Fortunately there is a way to get your men safely back to Earth, without having to reinvent the wheel, and that is documenting your Backup and Recovery strategy. In this article we will see how this can help you, in the case of a failed drive. This strategy could also be applied if your server is hacked, but only after you have patched the holes that allowed it to get hacked in the first place. As you can imagine, there is no universal strategy that is applicable to all hosts. It is always a duel of various factors and constraints. Let us take a look at what common backup and recovery options are available out there.
Backups stored on the Server(Single Drive):
There are some common options available, usually in the form of a “Backups” section in your hosting control panel. For a start up host, this is the easiest and cheapest. Larger hosts would also do good to take advantage of this option in addition to any other backup strategy they have in place. Most opt for generating account backups using the backup feature of the control panel and then designing the rest of their backup strategy around protecting these backups.
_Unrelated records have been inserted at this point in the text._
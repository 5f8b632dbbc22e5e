//! XPath Axis Iterators
//!
//! All 13 XPath 1.0 axes plus `root`:
//! - child, parent, self, root
//! - descendant, descendant-or-self
//! - ancestor, ancestor-or-self
//! - following, following-sibling
//! - preceding, preceding-sibling
//! - attribute, namespace
//!
//! An [`AxisIterator`] walks one axis from one start node, pulling nodes from
//! a [`Navigator`] only as it needs them. Forward axes yield in document
//! order; reverse axes yield nearest-first (reverse document order), which is
//! the order proximity positions are counted in.

use crate::dtm::{Navigator, NodeHandle, NodeType};
use crate::error::DtmError;

/// Traversal direction of a location step
#[derive(Debug, Clone, Copy, PartialEq, Eq, Hash)]
pub enum Axis {
    Ancestor,
    AncestorOrSelf,
    Attribute,
    Child,
    Descendant,
    DescendantOrSelf,
    Following,
    FollowingSibling,
    Namespace,
    Parent,
    Preceding,
    PrecedingSibling,
    Self_,
    /// Document node of the context
    Root,
}

impl Axis {
    /// Axes whose natural order runs against document order
    pub fn is_reverse(self) -> bool {
        matches!(
            self,
            Axis::Ancestor | Axis::AncestorOrSelf | Axis::Parent | Axis::Preceding | Axis::PrecedingSibling
        )
    }

    /// Node kind a name test selects on this axis
    pub fn principal_kind(self) -> NodeType {
        match self {
            Axis::Attribute => NodeType::Attribute,
            Axis::Namespace => NodeType::Namespace,
            _ => NodeType::Element,
        }
    }

    pub fn name(self) -> &'static str {
        match self {
            Axis::Ancestor => "ancestor",
            Axis::AncestorOrSelf => "ancestor-or-self",
            Axis::Attribute => "attribute",
            Axis::Child => "child",
            Axis::Descendant => "descendant",
            Axis::DescendantOrSelf => "descendant-or-self",
            Axis::Following => "following",
            Axis::FollowingSibling => "following-sibling",
            Axis::Namespace => "namespace",
            Axis::Parent => "parent",
            Axis::Preceding => "preceding",
            Axis::PrecedingSibling => "preceding-sibling",
            Axis::Self_ => "self",
            Axis::Root => "root",
        }
    }
}

/// Typed filter applied inside [`AxisIterator::next_node`]
#[derive(Debug, Clone, Copy, PartialEq, Eq)]
pub enum NodeFilter {
    Any,
    Kind(NodeType),
    /// Text and CDATA nodes
    TextLike,
    /// One expanded type id of the owning DTM
    Expanded(u32),
}

impl NodeFilter {
    #[inline]
    pub fn accepts<N: Navigator + ?Sized>(&self, nav: &N, node: NodeHandle) -> bool {
        match *self {
            NodeFilter::Any => true,
            NodeFilter::Kind(kind) => nav.node_type(node) == kind,
            NodeFilter::TextLike => nav.node_type(node).is_text(),
            NodeFilter::Expanded(id) => nav.expanded_type(node) == id,
        }
    }
}

/// Where an iterator resumes; most variants hold the node yielded last
#[derive(Debug, Clone)]
enum Cursor {
    Fresh,
    Sibling(NodeHandle),
    Back(NodeHandle),
    Up(NodeHandle),
    Descend { last: NodeHandle, floor: u16 },
    Forward(NodeHandle),
    Preceding { last: NodeHandle, ancestors: Vec<NodeHandle> },
    Attrs(NodeHandle),
    List { items: Vec<NodeHandle>, pos: usize },
    Done,
}

/// Cursor over one axis from one start node
#[derive(Debug, Clone)]
pub struct AxisIterator {
    axis: Axis,
    filter: NodeFilter,
    restartable: bool,
    start: Option<NodeHandle>,
    cursor: Cursor,
}

impl AxisIterator {
    /// Restartable iterator with no start node yet
    pub fn new(axis: Axis, filter: NodeFilter) -> Self {
        AxisIterator {
            axis,
            filter,
            restartable: true,
            start: None,
            cursor: Cursor::Fresh,
        }
    }

    #[inline]
    pub fn axis(&self) -> Axis {
        self.axis
    }

    #[inline]
    pub fn filter(&self) -> NodeFilter {
        self.filter
    }

    #[inline]
    pub fn is_reverse(&self) -> bool {
        self.axis.is_reverse()
    }

    pub fn is_restartable(&self) -> bool {
        self.restartable
    }

    pub fn start_node(&self) -> Option<NodeHandle> {
        self.start
    }

    /// Re-root the iterator; a duplicated cursor keeps its start node
    pub fn set_start_node(&mut self, node: NodeHandle) -> &mut Self {
        if self.restartable {
            self.start = Some(node);
            self.cursor = Cursor::Fresh;
        }
        self
    }

    /// Rewind to just after the last `set_start_node`
    pub fn reset(&mut self) {
        self.cursor = Cursor::Fresh;
    }

    /// Independent copy of the current position that cannot be re-rooted
    pub fn duplicate_cursor(&self) -> Self {
        AxisIterator {
            restartable: false,
            ..self.clone()
        }
    }

    /// Next node that passes the filter; `None` forever once exhausted
    pub fn next_node<N: Navigator + ?Sized>(&mut self, nav: &mut N) -> Result<Option<NodeHandle>, DtmError> {
        let Some(start) = self.start else {
            return Ok(None);
        };
        loop {
            match self.step(nav, start)? {
                Some(node) if self.filter.accepts(&*nav, node) => return Ok(Some(node)),
                Some(_) => continue,
                None => return Ok(None),
            }
        }
    }

    /// Drain everything left on the axis
    pub fn remaining<N: Navigator + ?Sized>(&mut self, nav: &mut N) -> Result<Vec<NodeHandle>, DtmError> {
        let mut nodes = Vec::new();
        while let Some(node) = self.next_node(nav)? {
            nodes.push(node);
        }
        Ok(nodes)
    }

    fn step<N: Navigator + ?Sized>(&mut self, nav: &mut N, start: NodeHandle) -> Result<Option<NodeHandle>, DtmError> {
        if matches!(self.cursor, Cursor::Fresh) {
            let (next, cursor) = self.first(nav, start)?;
            self.cursor = if next.is_some() { cursor } else { Cursor::Done };
            return Ok(next);
        }
        let next = match &mut self.cursor {
            Cursor::Done | Cursor::Fresh => return Ok(None),
            Cursor::Sibling(last) => track(last, nav.next_sibling(*last)?),
            Cursor::Back(last) => track(last, nav.previous_sibling(*last)),
            Cursor::Up(last) => track(last, nav.parent(*last)),
            Cursor::Descend { last, floor } => {
                let next = next_within(nav, *last, *floor)?;
                track(last, next)
            }
            Cursor::Forward(last) => track(last, next_in_order(nav, *last)?),
            Cursor::Preceding { last, ancestors } => {
                let next = previous_outside(&*nav, *last, ancestors);
                track(last, next)
            }
            Cursor::Attrs(last) => track(last, next_attribute(nav, *last)?),
            Cursor::List { items, pos } => {
                let next = items.get(*pos).copied();
                *pos += 1;
                next
            }
        };
        if next.is_none() {
            self.cursor = Cursor::Done;
        }
        Ok(next)
    }

    /// First raw node of the axis and the cursor that continues from it
    fn first<N: Navigator + ?Sized>(
        &self,
        nav: &mut N,
        start: NodeHandle,
    ) -> Result<(Option<NodeHandle>, Cursor), DtmError> {
        let attribute_like = nav.node_type(start).is_attribute_like();
        Ok(match self.axis {
            Axis::Child => {
                let next = nav.first_child(start)?;
                (next, resume(next, Cursor::Sibling))
            }
            Axis::FollowingSibling => {
                let next = nav.next_sibling(start)?;
                (next, resume(next, Cursor::Sibling))
            }
            Axis::PrecedingSibling => {
                let next = nav.previous_sibling(start);
                (next, resume(next, Cursor::Back))
            }
            Axis::Parent => (nav.parent(start), Cursor::Done),
            Axis::Ancestor => {
                let next = nav.parent(start);
                (next, resume(next, Cursor::Up))
            }
            Axis::AncestorOrSelf => (Some(start), Cursor::Up(start)),
            Axis::Self_ => (Some(start), Cursor::Done),
            Axis::Root => (Some(nav.document(start)), Cursor::Done),
            Axis::Descendant if attribute_like => (None, Cursor::Done),
            Axis::Descendant => {
                let floor = nav.level(start);
                let next = next_within(nav, start, floor)?;
                (next, resume(next, |last| Cursor::Descend { last, floor }))
            }
            Axis::DescendantOrSelf if attribute_like => (Some(start), Cursor::Done),
            Axis::DescendantOrSelf => {
                let floor = nav.level(start);
                (Some(start), Cursor::Descend { last: start, floor })
            }
            Axis::Following => {
                let next = if attribute_like {
                    next_in_order(nav, start)?
                } else {
                    first_following(nav, start)?
                };
                (next, resume(next, Cursor::Forward))
            }
            Axis::Preceding => {
                let mut ancestors = Vec::new();
                let mut current = nav.parent(start);
                while let Some(ancestor) = current {
                    ancestors.push(ancestor);
                    current = nav.parent(ancestor);
                }
                // nearest ancestor on top
                ancestors.reverse();
                let next = previous_outside(&*nav, start, &mut ancestors);
                (next, resume(next, |last| Cursor::Preceding { last, ancestors }))
            }
            Axis::Attribute if nav.node_type(start) == NodeType::Element => {
                let next = next_attribute(nav, start)?;
                (next, resume(next, Cursor::Attrs))
            }
            Axis::Attribute => (None, Cursor::Done),
            Axis::Namespace => {
                let items = in_scope_namespaces(nav, start)?;
                let next = items.first().copied();
                (next, Cursor::List { items, pos: 1 })
            }
        })
    }
}

#[inline]
fn track(last: &mut NodeHandle, next: Option<NodeHandle>) -> Option<NodeHandle> {
    if let Some(node) = next {
        *last = node;
    }
    next
}

#[inline]
fn resume(next: Option<NodeHandle>, cursor: impl FnOnce(NodeHandle) -> Cursor) -> Cursor {
    next.map_or(Cursor::Done, cursor)
}

/// Next non-attribute node after `last` that is still deeper than `floor`
fn next_within<N: Navigator + ?Sized>(
    nav: &mut N,
    last: NodeHandle,
    floor: u16,
) -> Result<Option<NodeHandle>, DtmError> {
    let mut probe = nav.node_after(last)?;
    while let Some(node) = probe {
        if nav.level(node) <= floor {
            return Ok(None);
        }
        if !nav.node_type(node).is_attribute_like() {
            return Ok(Some(node));
        }
        probe = nav.node_after(node)?;
    }
    Ok(None)
}

/// Next non-attribute node in document order
fn next_in_order<N: Navigator + ?Sized>(nav: &mut N, last: NodeHandle) -> Result<Option<NodeHandle>, DtmError> {
    let mut probe = nav.node_after(last)?;
    while let Some(node) = probe {
        if !nav.node_type(node).is_attribute_like() {
            return Ok(Some(node));
        }
        probe = nav.node_after(node)?;
    }
    Ok(None)
}

/// First node after the subtree of `start`
fn first_following<N: Navigator + ?Sized>(nav: &mut N, start: NodeHandle) -> Result<Option<NodeHandle>, DtmError> {
    let mut current = start;
    loop {
        if let Some(sibling) = nav.next_sibling(current)? {
            return Ok(Some(sibling));
        }
        match nav.parent(current) {
            Some(parent) => current = parent,
            None => return Ok(None),
        }
    }
}

/// Previous non-attribute node that is not an ancestor of the start
fn previous_outside<N: Navigator + ?Sized>(
    nav: &N,
    last: NodeHandle,
    ancestors: &mut Vec<NodeHandle>,
) -> Option<NodeHandle> {
    let mut probe = nav.node_before(last);
    while let Some(node) = probe {
        if ancestors.last() == Some(&node) {
            ancestors.pop();
        } else if !nav.node_type(node).is_attribute_like() {
            return Some(node);
        }
        probe = nav.node_before(node);
    }
    None
}

/// Next attribute of the element group `last` belongs to
fn next_attribute<N: Navigator + ?Sized>(nav: &mut N, last: NodeHandle) -> Result<Option<NodeHandle>, DtmError> {
    let mut probe = nav.node_after(last)?;
    while let Some(node) = probe {
        match nav.node_type(node) {
            NodeType::Attribute => return Ok(Some(node)),
            NodeType::Namespace => probe = nav.node_after(node)?,
            _ => return Ok(None),
        }
    }
    Ok(None)
}

/// Namespace nodes in scope at `element`, in document order
///
/// The nearest declaration of a prefix wins and an empty URI un-declares it.
fn in_scope_namespaces<N: Navigator + ?Sized>(nav: &mut N, element: NodeHandle) -> Result<Vec<NodeHandle>, DtmError> {
    let mut nodes = Vec::new();
    if nav.node_type(element) != NodeType::Element {
        return Ok(nodes);
    }
    let mut seen: Vec<String> = Vec::new();
    let mut current = Some(element);
    while let Some(owner) = current {
        if nav.node_type(owner) == NodeType::Element {
            let mut probe = nav.node_after(owner)?;
            while let Some(node) = probe {
                if nav.node_type(node) != NodeType::Namespace {
                    break;
                }
                let prefix = nav.node_name(node);
                if !seen.iter().any(|p| p == prefix) {
                    seen.push(prefix.to_string());
                    if !nav.node_value(node).is_empty() {
                        nodes.push(node);
                    }
                }
                probe = nav.node_after(node)?;
            }
        }
        current = nav.parent(owner);
    }
    nodes.sort_unstable();
    Ok(nodes)
}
- Cheap and easy to setup.
- Backups created on a per account basis.
- Customers can be encouraged to keep a copy.
- Large accounts can delay the entire backup process.
- Failure of drive will result in loss of backups also.
Backups stored on Backup Drive:
Once you have a set of backups, storing them on the same drive as the rest of the data is not a good idea. A drive failure will result in the loss of all data. So a secondary drive just to store backups is the next step. A failure of the primary drive would require only that you replace it with a fresh one, load the OS and control panel and begin restoring the accounts. If the backup drive fails, it can be replaced and new backups can be generated. Secondary hard-drives are quite cheap and should be part of a bare minimum backup strategy.
- Cheap and easy to setup.
- Failure of one drive will still leave the other drive available.
- Backups can be quickly and easily restored.
- If server is inaccessible backups are inaccessible too.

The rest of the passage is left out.